Analysis of AAV2/2-OPA1 iso 1 and AAV2/2-OPA1 iso 7 treatment in a rotenone induced model of optic neuropathy. Adult 129 S2/SvHsd mice were intravitreally injected in both eyes with 1 × 10⁹ vg of either AAV-OPA1 iso 1 or AAV-OPA1 iso 7 and 1 × 10⁸ vg of AAV-CBA-EGFP, 3 weeks post AAV delivery 0.6 μl 1.5 mM rotenone was administered intravitreally. (A,B) optokinetic response, maximum spatial frequency (cyc/deg), measured 3 weeks post-rotenone administration.

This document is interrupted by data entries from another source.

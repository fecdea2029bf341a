//! Repository identity, derived from the `origin` remote.

use std::fmt;
use std::path::{Path, PathBuf};
use std::sync::OnceLock;

use anyhow::Context;

use crate::error::ExitError;
use crate::subprocess::Tool;

/// `owner/name` of a GitHub repository.
#[derive(Debug, Clone, PartialEq, Eq, Hash)]
pub struct RepoRef {
    pub owner: String,
    pub name: String,
}

impl fmt::Display for RepoRef {
    fn fmt(&self, f: &mut fmt::Formatter<'_>) -> fmt::Result {
        write!(f, "{}/{}", self.owner, self.name)
    }
}

fn re_remote() -> &'static regex::Regex {
    static RE: OnceLock<regex::Regex> = OnceLock::new();
    RE.get_or_init(|| {
        regex::Regex::new(r"^(?:https?://|ssh://)?(?:[^@/]+@)?[^:/]+(?::\d+)?[:/]([^/]+)/([^/]+?)(?:\.git)?/?$")
            .unwrap()
    })
}

impl RepoRef {
    /// Parse `git@github.com:owner/repo.git`, `https://github.com/owner/repo`
    /// and `ssh://git@host/owner/repo.git` style remotes.
    pub fn parse_remote_url(url: &str) -> Option<Self> {
        let caps = re_remote().captures(url.trim())?;
        let owner = caps.get(1)?.as_str();
        let name = caps.get(2)?.as_str();
        if owner.is_empty() || name.is_empty() {
            return None;
        }
        Some(Self {
            owner: owner.to_string(),
            name: name.to_string(),
        })
    }

    /// Read the `origin` remote of the repository at `repo_root`.
    pub fn detect(repo_root: &Path) -> anyhow::Result<Self> {
        let output = Tool::new("git")
            .args(&["remote", "get-url", "origin"])
            .current_dir(repo_root)
            .run()?;
        if !output.success() {
            return Err(ExitError::Preflight(format!(
                "no `origin` remote in {}",
                repo_root.display()
            ))
            .into());
        }
        let url = output.stdout.trim();
        Self::parse_remote_url(url).ok_or_else(|| {
            ExitError::Preflight(format!("cannot parse GitHub repository from remote {url:?}")).into()
        })
    }

    /// Identifier safe for file names: `owner-name`.
    pub fn slug(&self) -> String {
        format!("{}-{}", self.owner, self.name)
    }
}

/// Top-level directory of the git repository containing `dir`.
pub fn repo_root(dir: &Path) -> anyhow::Result<PathBuf> {
    let output = Tool::new("git")
        .args(&["rev-parse", "--show-toplevel"])
        .current_dir(dir)
        .run()
        .context("locating git repository")?;
    if !output.success() {
        return Err(ExitError::Preflight(format!(
            "{} is not inside a git repository",
            dir.display()
        ))
        .into());
    }
    Ok(PathBuf::from(output.stdout.trim()))
}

Rotenone treated wt animals in both cohorts show a significant decrease in OKR which is significantly improved by AAV2/2-OPA1 iso 1 or 7 treatment (p < 0.05 and p < 0.01, respectively). (C,D) Show the photopic negative response (PhNR) measured 2 weeks post-rotenone. AAV2/2-OPA1 iso 1 treated animals administered with rotenone show significant protection of PhNR amplitudes compared to wt animals given rotenone (p < 0.05), however, AAV2/2-OPA1 iso 7 treated eyes administered with rotenone only showed a modest trend toward protection (p≈ 0.2). (E,F) Show the area of RBPMS staining (μm²) as a measure of RGC cell survival. Neither treatment showed statistically significant benefit in RGC area, however, AAV2/2-OPA1 iso 1 should a modest trend toward protection (p ≈ 0.2). Open circle = mean, OPA1 iso 1 and 7 ± rotenone; n = 7; wt ± rotenone, n = 8 (OPA1 iso 1 cohort) and wt ± rotenone, n = 10 (OPA1 iso 7 cohort) pairwise Wilcoxon rank sum test with BH correction (*p < 0.05, **p < 0.01).